Hybrid Business Intelligence Organizations: Managing the Trade-offs between Central and Distributed Development

By Wayne Eckerson, Director, TDWI Research

In an ideal world, your business intelligence (BI) architecture and team are managed centrally. You build an architecture with one team, located in one place, and deliver the output to any group that needs it. This ensures significant economies of scale, avoids redundant effort and infrastructure, and delivers the proverbial "single version of truth."

Of course, few of us live in the ideal world. Most of us work for organizations that are hopelessly disintegrated due to countless mergers and acquisitions, corporate restructuring, and various corporate “go-to-market” strategies that fluctuate between centralized command-and-control structures and decentralized decision making via local empowerment. In the messy conditions of the real world, the question then becomes: How can you deliver the benefits of centralized BI when your organization and BI architecture are scattered and nonaligned?

Distribute to Align

The answer is not as hard as you might think: a distributed approach to BI may be the ideal solution after all. Think about it—distributed BI means that the people developing BI solutions work in the business units or departments they serve. They are closer to the business; they report to the same business unit leader, operate under the same incentive system, and often work in the same building or floor as the business users they support. They may even have lunch with business users or hang out with them after work!
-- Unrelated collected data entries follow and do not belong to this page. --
//! Core domain types and logic.

pub mod comparison;
pub mod config_validation;
pub mod differential;
pub mod error;
pub mod hour;
pub mod indicator;
pub mod observation;
pub mod pipeline;
pub mod range_planner;
pub mod rank_streaks;
pub mod ranking;
pub mod ranking_strategy;
pub mod returns;
pub mod trading_pair;
fn run_info(config_path: &PathBuf) -> ExitCode {
    let (config, pipeline) = match load_pipeline(config_path) {
        Ok(c) => c,
        Err(code) => return code,
    };

    with_store(&config, |stores| {
        let stored = stores.observations.list_exchanges()?;
        for exchange in stored.iter().filter(|e| !pipeline.exchanges.contains(e)) {
            eprintln!("{exchange}: in the store but not in [pipeline] exchanges");
        }

        let symbols = match &pipeline.symbols {
            Some(list) => list.clone(),
            None => stores.observations.list_symbols()?,
        };
        for symbol in &symbols {
            for exchange in &pipeline.exchanges {
                match stores.observations.observation_extent(symbol, exchange)? {
                    Some(range) => println!("{symbol}@{exchange}: {} hours, {range}", range.len()),
                    None => eprintln!("{symbol}@{exchange}: no observations"),
                }
            }
        }

        for pair in stores.differentials.list_trading_pairs()? {
            let ex = &pair.exchanges;
            if let Some(range) =
                stores
                    .differentials
                    .get_differential_extent(&pair.symbol, ex.exchange_a(), ex.exchange_b())?
            {
                println!("{pair}: {} differential hours, {range}", range.len());
            }
        }

        let ranked = stores.rankings.ranked_strategies()?;
        if !ranked.is_empty() {
            println!("ranked strategies: {}", ranked.join(", "));
        }
        Ok(())
    })
}
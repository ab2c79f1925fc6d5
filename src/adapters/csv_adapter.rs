//! CSV observation reader.
//!
//! Expects a header row with `timestamp_utc`, `symbol`, `exchange` and
//! `funding_rate` columns in any order. Extra columns are ignored.

use crate::domain::error::FundingArbError;
use crate::domain::hour::parse_timestamp;
use crate::domain::observation::Observation;
use std::fs;
use std::io;
use std::path::{Path, PathBuf};

const COLUMNS: [&str; 4] = ["timestamp_utc", "symbol", "exchange", "funding_rate"];

pub struct CsvAdapter {
    base_path: PathBuf,
}

fn io_err(path: &Path, e: io::Error) -> FundingArbError {
    FundingArbError::Io(io::Error::new(e.kind(), format!("{}: {e}", path.display())))
}

fn csv_err(path: &Path, e: impl std::fmt::Display) -> FundingArbError {
    FundingArbError::Io(io::Error::new(
        io::ErrorKind::InvalidData,
        format!("{}: {e}", path.display()),
    ))
}

impl CsvAdapter {
    /// `base_path` may be a single file or a directory of `*.csv` files.
    pub fn new(base_path: PathBuf) -> Self {
        Self { base_path }
    }

    pub fn files(&self) -> Result<Vec<PathBuf>, FundingArbError> {
        if self.base_path.is_file() {
            return Ok(vec![self.base_path.clone()]);
        }
        let entries = fs::read_dir(&self.base_path).map_err(|e| io_err(&self.base_path, e))?;

        let mut files = Vec::new();
        for entry in entries {
            let path = entry.map_err(|e| io_err(&self.base_path, e))?.path();
            if path.extension().is_some_and(|ext| ext.eq_ignore_ascii_case("csv")) {
                files.push(path);
            }
        }
        files.sort();
        Ok(files)
    }

    pub fn read_all(&self) -> Result<Vec<Observation>, FundingArbError> {
        let mut all = Vec::new();
        for path in self.files()? {
            all.extend(read_observations(&path)?);
        }
        Ok(all)
    }
}

/// Read one observation file. Rows with an unreadable timestamp or a blank
/// symbol/exchange are skipped; a malformed rate becomes a null rate.
pub fn read_observations(path: &Path) -> Result<Vec<Observation>, FundingArbError> {
    let content = fs::read_to_string(path).map_err(|e| io_err(path, e))?;
    let mut rdr = csv::ReaderBuilder::new()
        .trim(csv::Trim::All)
        .flexible(true)
        .from_reader(content.as_bytes());

    let headers = rdr.headers().map_err(|e| csv_err(path, e))?.clone();
    let mut idx = [0usize; 4];
    for (slot, name) in idx.iter_mut().zip(COLUMNS) {
        *slot = headers
            .iter()
            .position(|h| h.eq_ignore_ascii_case(name))
            .ok_or_else(|| csv_err(path, format!("missing column {name}")))?;
    }
    let [ts_col, symbol_col, exchange_col, rate_col] = idx;

    let mut observations = Vec::new();
    let mut skipped = 0usize;

    for (line, result) in rdr.records().enumerate() {
        let record = result.map_err(|e| csv_err(path, e))?;
        let raw_ts = record.get(ts_col).unwrap_or_default();
        let symbol = record.get(symbol_col).unwrap_or_default();
        let exchange = record.get(exchange_col).unwrap_or_default();

        let Some(timestamp) = parse_timestamp(raw_ts) else {
            log::warn!("{}:{}: unreadable timestamp {raw_ts:?}, row skipped", path.display(), line + 2);
            skipped += 1;
            continue;
        };
        if symbol.is_empty() || exchange.is_empty() {
            log::warn!("{}:{}: missing symbol or exchange, row skipped", path.display(), line + 2);
            skipped += 1;
            continue;
        }

        observations.push(Observation::from_raw(
            timestamp,
            symbol.to_uppercase(),
            exchange.to_lowercase(),
            record.get(rate_col),
        ));
    }

    log::info!(
        "{}: {} observations read, {skipped} rows skipped",
        path.display(),
        observations.len()
    );
    Ok(observations)
}
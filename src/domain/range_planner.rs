//! Incremental range planning for differential refresh.
//!
//! Compares the hour extent of the source observations with the extent
//! already materialised and emits the windows still to compute. Emitted
//! windows never overlap each other or the existing extent, and together
//! with it they form one contiguous range covering the source. Reruns are
//! safe because the store upserts by key.

use crate::domain::hour::{one_hour, HourRange};
use std::fmt;

#[derive(Debug, Clone, Copy, PartialEq, Eq)]
pub enum WindowKind {
    /// Nothing materialised yet.
    Full,
    /// Source starts before the existing result.
    Backfill,
    /// Source ends after the existing result.
    Append,
    /// Caller-supplied window.
    Requested,
}

impl fmt::Display for WindowKind {
    fn fmt(&self, f: &mut fmt::Formatter<'_>) -> fmt::Result {
        let s = match self {
            WindowKind::Full => "full",
            WindowKind::Backfill => "backfill",
            WindowKind::Append => "append",
            WindowKind::Requested => "requested",
        };
        f.write_str(s)
    }
}

#[derive(Debug, Clone, Copy, PartialEq, Eq)]
pub struct PlanWindow {
    pub kind: WindowKind,
    pub range: HourRange,
}

#[derive(Debug, Clone, Copy, PartialEq, Eq)]
pub enum RefreshMode {
    /// Only what the existing result does not yet cover.
    Incremental,
    /// Recompute the whole source extent.
    Full,
    /// Recompute a caller window, clipped to the source extent and bridged
    /// to the existing result when they are not adjacent.
    Range(HourRange),
}

pub fn plan(source: HourRange, existing: Option<HourRange>) -> Vec<PlanWindow> {
    let Some(existing) = existing else {
        return vec![PlanWindow {
            kind: WindowKind::Full,
            range: source,
        }];
    };

    let mut windows = Vec::with_capacity(2);

    if source.start() < existing.start() {
        if let Some(range) = HourRange::new(source.start(), existing.start() - one_hour()) {
            windows.push(PlanWindow {
                kind: WindowKind::Backfill,
                range,
            });
        }
    }

    if source.end() > existing.end() {
        if let Some(range) = HourRange::new(existing.end() + one_hour(), source.end()) {
            windows.push(PlanWindow {
                kind: WindowKind::Append,
                range,
            });
        }
    }

    windows
}

pub fn plan_refresh(
    mode: RefreshMode,
    source: HourRange,
    existing: Option<HourRange>,
) -> Vec<PlanWindow> {
    match mode {
        RefreshMode::Incremental => plan(source, existing),
        RefreshMode::Full => vec![PlanWindow {
            kind: WindowKind::Full,
            range: source,
        }],
        RefreshMode::Range(requested) => plan_requested(requested, source, existing),
    }
}

/// The requested window clipped to `source`, plus whatever bridges it to
/// `existing` so the materialised extent stays contiguous.
fn plan_requested(requested: HourRange, source: HourRange, existing: Option<HourRange>) -> Vec<PlanWindow> {
    let Some(window) = requested.intersect(&source) else {
        return Vec::new();
    };
    let requested = PlanWindow {
        kind: WindowKind::Requested,
        range: window,
    };
    let Some(existing) = existing else {
        return vec![requested];
    };

    let mut windows = Vec::with_capacity(2);
    if window.end() + one_hour() < existing.start() {
        windows.push(requested);
        if let Some(range) = HourRange::new(window.end() + one_hour(), existing.start() - one_hour()) {
            windows.push(PlanWindow {
                kind: WindowKind::Backfill,
                range,
            });
        }
    } else if existing.end() + one_hour() < window.start() {
        if let Some(range) = HourRange::new(existing.end() + one_hour(), window.start() - one_hour()) {
            windows.push(PlanWindow {
                kind: WindowKind::Append,
                range,
            });
        }
        windows.push(requested);
    } else {
        windows.push(requested);
    }
    windows
}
In essence, the BI managers and developers are on the same team as the business users, not segregated in an IT group with its own reporting structure, policies and procedures, jargon, incentive systems, and career tracks. They don’t need to go through an exhaustive, clinical approach to gathering requirements because they already “live and breathe” the business. As one BI manager in a distributed organization told me several years ago, “We sit side by side with business people and report into the same leadership. The only difference is that we specialize in the data and they specialize in the business processes.”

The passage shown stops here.